> What the task asks
Nothing but the lines from the top of the following entries through the line with "points for the" should be printed, exactly as they are.

> Input records
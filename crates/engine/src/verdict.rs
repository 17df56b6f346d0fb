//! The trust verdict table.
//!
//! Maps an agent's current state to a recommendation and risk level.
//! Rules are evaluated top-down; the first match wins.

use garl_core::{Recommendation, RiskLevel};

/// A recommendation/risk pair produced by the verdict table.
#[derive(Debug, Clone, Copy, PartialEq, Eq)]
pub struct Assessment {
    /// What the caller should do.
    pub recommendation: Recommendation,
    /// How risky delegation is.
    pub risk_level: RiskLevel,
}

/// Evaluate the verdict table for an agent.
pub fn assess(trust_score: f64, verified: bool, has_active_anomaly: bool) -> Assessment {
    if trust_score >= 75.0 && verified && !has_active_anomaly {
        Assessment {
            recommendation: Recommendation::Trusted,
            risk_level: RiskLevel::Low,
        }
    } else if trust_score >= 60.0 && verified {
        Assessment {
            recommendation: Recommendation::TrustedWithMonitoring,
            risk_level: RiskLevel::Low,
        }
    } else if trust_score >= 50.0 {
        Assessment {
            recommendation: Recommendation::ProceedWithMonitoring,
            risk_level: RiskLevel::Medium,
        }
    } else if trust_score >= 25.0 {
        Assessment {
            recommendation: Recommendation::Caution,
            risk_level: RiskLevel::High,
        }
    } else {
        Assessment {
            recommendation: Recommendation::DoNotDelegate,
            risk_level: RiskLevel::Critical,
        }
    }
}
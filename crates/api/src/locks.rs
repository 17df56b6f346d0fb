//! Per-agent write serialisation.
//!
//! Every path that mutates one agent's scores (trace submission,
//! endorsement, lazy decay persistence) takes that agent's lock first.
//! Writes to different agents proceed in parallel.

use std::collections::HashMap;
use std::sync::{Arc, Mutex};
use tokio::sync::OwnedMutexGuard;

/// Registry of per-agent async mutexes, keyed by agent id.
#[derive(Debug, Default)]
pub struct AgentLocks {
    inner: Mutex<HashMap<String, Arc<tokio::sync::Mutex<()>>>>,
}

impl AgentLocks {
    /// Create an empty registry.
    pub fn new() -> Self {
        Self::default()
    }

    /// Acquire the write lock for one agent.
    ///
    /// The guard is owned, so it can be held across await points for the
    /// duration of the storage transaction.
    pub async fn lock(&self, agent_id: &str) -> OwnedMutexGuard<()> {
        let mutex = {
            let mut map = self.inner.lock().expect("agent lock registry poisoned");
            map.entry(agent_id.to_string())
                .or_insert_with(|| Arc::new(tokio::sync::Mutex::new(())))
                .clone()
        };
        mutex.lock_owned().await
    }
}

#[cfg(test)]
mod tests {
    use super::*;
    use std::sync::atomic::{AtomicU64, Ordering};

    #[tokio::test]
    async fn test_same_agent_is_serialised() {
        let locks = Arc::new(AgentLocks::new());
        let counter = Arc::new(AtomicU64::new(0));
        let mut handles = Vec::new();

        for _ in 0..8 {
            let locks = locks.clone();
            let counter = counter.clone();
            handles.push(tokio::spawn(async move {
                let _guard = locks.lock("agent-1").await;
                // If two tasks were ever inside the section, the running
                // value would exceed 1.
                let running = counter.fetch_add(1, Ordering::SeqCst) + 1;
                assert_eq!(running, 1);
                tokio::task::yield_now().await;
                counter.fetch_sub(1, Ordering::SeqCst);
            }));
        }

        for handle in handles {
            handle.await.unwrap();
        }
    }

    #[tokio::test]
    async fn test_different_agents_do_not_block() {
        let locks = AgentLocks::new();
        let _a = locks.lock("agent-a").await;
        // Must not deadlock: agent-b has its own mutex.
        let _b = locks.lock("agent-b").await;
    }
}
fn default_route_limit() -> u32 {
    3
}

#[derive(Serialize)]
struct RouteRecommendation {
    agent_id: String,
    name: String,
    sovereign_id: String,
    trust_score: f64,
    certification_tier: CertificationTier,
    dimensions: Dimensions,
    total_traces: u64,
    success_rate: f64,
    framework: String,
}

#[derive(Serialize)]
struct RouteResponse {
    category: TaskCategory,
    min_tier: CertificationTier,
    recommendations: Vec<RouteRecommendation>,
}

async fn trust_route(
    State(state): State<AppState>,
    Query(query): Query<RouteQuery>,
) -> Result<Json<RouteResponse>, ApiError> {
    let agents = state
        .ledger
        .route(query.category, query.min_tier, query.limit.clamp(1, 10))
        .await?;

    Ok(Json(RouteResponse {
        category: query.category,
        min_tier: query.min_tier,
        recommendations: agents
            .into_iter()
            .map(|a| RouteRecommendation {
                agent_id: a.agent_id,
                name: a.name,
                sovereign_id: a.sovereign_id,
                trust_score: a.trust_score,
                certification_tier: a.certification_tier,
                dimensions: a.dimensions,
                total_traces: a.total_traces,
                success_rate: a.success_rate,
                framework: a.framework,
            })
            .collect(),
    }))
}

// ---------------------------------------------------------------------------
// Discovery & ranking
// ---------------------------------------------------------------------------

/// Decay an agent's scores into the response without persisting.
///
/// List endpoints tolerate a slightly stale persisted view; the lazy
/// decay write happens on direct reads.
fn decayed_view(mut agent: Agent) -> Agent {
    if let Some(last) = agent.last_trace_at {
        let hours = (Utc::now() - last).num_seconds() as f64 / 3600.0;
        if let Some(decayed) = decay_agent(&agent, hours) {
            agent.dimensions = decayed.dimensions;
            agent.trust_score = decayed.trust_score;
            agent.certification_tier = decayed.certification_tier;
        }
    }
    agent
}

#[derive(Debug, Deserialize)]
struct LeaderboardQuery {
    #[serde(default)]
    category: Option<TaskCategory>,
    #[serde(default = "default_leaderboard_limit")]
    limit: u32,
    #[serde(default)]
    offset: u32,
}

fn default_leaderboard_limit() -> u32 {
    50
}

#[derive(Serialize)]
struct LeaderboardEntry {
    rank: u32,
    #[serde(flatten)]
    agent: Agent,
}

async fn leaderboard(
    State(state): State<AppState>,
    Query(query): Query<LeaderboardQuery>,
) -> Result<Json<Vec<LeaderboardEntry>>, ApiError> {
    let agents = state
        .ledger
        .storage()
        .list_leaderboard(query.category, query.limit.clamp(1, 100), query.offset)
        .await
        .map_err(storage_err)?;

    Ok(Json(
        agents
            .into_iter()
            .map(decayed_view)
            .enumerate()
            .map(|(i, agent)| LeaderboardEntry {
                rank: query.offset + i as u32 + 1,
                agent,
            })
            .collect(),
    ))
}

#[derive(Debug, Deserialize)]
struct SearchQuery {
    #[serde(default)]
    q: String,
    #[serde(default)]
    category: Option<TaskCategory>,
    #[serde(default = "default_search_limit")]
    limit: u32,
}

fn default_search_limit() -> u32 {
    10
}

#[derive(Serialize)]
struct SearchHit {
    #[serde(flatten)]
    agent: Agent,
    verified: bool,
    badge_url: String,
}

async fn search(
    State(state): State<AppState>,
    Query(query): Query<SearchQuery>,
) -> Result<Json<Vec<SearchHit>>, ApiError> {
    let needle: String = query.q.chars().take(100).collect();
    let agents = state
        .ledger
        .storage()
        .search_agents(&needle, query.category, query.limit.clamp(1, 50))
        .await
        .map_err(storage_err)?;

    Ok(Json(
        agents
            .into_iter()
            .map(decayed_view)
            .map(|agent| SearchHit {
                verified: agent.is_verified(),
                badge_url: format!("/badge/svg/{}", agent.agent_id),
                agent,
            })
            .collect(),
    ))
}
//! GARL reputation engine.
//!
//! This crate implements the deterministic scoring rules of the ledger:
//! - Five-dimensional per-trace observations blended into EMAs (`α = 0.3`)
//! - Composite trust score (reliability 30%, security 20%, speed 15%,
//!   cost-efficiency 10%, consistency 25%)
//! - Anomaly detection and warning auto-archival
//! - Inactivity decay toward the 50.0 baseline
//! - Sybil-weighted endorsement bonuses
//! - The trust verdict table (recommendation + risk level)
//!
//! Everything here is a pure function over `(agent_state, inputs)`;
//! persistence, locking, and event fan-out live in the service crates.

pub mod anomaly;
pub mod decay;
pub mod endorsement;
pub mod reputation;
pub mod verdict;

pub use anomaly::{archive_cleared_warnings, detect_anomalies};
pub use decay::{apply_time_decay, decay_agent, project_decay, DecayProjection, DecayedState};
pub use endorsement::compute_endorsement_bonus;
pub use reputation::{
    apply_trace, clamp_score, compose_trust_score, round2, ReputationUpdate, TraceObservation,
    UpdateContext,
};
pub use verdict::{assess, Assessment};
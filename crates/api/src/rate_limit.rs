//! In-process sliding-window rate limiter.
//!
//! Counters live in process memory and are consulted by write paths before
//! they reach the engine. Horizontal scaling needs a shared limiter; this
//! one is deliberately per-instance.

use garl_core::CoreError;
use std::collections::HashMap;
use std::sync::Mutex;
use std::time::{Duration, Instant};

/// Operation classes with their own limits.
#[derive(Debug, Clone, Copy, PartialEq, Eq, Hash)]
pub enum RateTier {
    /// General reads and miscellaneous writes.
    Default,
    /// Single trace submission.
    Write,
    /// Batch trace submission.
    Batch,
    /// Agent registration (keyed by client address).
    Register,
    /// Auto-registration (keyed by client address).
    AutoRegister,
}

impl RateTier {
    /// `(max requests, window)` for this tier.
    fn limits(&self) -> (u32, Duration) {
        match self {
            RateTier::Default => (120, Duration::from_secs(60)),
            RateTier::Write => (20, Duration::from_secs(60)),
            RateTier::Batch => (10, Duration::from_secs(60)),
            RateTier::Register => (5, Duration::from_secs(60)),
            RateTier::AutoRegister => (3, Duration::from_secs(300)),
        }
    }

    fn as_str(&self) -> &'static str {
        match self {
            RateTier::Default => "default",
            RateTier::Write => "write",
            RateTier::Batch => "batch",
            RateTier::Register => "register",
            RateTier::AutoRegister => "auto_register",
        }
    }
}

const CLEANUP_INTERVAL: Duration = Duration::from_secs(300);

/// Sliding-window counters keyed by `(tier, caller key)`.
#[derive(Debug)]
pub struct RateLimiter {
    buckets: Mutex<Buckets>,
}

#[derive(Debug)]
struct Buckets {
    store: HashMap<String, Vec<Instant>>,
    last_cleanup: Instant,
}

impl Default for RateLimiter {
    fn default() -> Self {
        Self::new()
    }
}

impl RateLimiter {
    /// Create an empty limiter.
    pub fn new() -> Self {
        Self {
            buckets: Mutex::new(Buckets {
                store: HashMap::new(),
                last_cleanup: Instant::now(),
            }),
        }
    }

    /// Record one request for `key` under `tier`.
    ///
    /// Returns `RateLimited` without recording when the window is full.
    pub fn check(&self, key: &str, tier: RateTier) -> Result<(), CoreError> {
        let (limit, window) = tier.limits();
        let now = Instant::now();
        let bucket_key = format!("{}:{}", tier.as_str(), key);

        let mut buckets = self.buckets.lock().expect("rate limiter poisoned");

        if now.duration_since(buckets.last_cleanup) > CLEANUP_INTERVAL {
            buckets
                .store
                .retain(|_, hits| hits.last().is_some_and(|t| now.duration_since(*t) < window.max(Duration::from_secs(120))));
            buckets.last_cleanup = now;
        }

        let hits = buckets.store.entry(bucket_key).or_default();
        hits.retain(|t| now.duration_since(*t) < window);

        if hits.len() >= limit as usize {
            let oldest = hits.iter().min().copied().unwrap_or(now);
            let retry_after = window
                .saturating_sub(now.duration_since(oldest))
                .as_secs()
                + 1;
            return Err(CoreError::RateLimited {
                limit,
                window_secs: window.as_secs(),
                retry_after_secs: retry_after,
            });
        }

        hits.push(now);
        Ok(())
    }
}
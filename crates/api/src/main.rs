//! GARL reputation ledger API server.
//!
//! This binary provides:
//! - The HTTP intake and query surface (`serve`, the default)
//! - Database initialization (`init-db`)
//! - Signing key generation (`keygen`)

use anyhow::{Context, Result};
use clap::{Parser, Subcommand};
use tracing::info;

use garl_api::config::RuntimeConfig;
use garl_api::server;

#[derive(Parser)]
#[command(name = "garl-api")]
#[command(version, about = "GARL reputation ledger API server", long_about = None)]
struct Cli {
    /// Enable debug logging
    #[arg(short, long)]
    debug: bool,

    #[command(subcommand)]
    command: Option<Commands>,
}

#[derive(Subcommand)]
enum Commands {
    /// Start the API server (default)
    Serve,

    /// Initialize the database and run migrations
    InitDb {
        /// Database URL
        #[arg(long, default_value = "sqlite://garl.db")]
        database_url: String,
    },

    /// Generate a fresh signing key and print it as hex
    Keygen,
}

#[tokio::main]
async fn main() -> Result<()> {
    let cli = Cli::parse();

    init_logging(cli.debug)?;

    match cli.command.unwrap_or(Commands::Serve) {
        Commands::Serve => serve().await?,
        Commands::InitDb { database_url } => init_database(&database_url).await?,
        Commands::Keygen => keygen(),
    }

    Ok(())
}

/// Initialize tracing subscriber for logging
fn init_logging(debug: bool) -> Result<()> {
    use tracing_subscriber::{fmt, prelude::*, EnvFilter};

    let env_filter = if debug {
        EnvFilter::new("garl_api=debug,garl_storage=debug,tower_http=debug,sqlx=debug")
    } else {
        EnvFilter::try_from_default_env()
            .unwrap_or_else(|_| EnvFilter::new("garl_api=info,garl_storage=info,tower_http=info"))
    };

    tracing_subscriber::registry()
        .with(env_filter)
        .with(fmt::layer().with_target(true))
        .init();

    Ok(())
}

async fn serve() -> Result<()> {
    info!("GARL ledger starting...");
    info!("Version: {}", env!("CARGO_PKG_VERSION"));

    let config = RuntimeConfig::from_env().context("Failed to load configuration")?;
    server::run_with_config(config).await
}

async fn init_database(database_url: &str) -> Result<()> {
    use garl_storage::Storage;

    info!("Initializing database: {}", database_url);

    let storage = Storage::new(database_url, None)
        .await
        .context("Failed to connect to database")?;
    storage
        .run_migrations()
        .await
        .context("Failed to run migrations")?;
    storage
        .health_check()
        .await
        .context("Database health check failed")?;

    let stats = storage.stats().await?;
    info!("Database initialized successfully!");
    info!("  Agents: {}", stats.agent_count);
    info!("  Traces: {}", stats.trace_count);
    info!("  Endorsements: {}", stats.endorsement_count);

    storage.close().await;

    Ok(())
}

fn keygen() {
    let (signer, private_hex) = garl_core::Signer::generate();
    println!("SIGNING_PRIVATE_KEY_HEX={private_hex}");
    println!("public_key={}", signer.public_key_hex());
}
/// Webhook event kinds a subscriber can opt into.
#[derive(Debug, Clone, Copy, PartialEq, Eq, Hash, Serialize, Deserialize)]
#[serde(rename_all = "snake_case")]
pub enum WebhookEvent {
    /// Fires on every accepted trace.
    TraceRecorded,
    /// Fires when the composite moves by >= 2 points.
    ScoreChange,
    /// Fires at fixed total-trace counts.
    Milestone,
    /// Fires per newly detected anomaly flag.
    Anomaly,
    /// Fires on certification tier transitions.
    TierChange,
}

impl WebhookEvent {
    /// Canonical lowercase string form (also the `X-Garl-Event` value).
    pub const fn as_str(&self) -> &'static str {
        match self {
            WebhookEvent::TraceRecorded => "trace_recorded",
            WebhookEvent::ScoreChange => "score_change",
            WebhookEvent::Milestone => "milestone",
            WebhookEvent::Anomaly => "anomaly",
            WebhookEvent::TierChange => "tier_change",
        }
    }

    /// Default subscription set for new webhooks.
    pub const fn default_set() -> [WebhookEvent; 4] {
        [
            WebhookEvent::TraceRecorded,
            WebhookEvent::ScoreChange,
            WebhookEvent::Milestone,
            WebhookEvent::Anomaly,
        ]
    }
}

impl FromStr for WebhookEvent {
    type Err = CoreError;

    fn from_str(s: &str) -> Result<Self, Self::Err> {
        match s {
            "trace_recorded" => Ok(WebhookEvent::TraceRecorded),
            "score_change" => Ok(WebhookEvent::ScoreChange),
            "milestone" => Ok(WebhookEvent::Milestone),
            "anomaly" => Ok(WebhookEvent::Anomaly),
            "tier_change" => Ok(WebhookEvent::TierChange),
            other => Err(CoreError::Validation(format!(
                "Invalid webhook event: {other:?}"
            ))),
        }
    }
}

> Written answer
filename crates/engine/src/verdict.rs
repository 17df56b6f346d0fb
//! The trust verdict table.
//!
//! Maps an agent's current state to a recommendation and risk level.
//! Rules are evaluated top-down; the first match wins.

use garl_core::{Recommendation, RiskLevel};

/// A recommendation/risk pair produced by the verdict table.
#[derive(Debug, Clone, Copy, PartialEq, Eq)]
pub struct Assessment {
    /// What the caller should do.
    pub recommendation: Recommendation,
    /// How risky delegation is.
    pub risk_level: RiskLevel,
}

/// Evaluate the verdict table for an agent.
pub fn assess(trust_score: f64, verified: bool, has_active_anomaly: bool) -> Assessment {
    if trust_score >= 75.0 && verified && !has_active_anomaly {
        Assessment {
            recommendation: Recommendation::Trusted,
            risk_level: RiskLevel::Low,
        }
    } else if trust_score >= 60.0 && verified {
        Assessment {
            recommendation: Recommendation::TrustedWithMonitoring,
            risk_level: RiskLevel::Low,
        }
    } else if trust_score >= 50.0 {
        Assessment {
            recommendation: Recommendation::ProceedWithMonitoring,
            risk_level: RiskLevel::Medium,
        }
    } else if trust_score >= 25.0 {
        Assessment {
            recommendation: Recommendation::Caution,
            risk_level: RiskLevel::High,
        }
    } else {
        Assessment {
            recommendation: Recommendation::DoNotDelegate,
            risk_level: RiskLevel::Critical,
        }
    }
}
filename crates/api/src/locks.rs
repository 17df56b6f346d0fb
//! Per-agent write serialisation.
//!
//! Every path that mutates one agent's scores (trace submission,
//! endorsement, lazy decay persistence) takes that agent's lock first.
//! Writes to different agents proceed in parallel.

use std::collections::HashMap;
use std::sync::{Arc, Mutex};
use tokio::sync::OwnedMutexGuard;

/// Registry of per-agent async mutexes, keyed by agent id.
#[derive(Debug, Default)]
pub struct AgentLocks {
    inner: Mutex<HashMap<String, Arc<tokio::sync::Mutex<()>>>>,
}

impl AgentLocks {
    /// Create an empty registry.
    pub fn new() -> Self {
        Self::default()
    }

    /// Acquire the write lock for one agent.
    ///
    /// The guard is owned, so it can be held across await points for the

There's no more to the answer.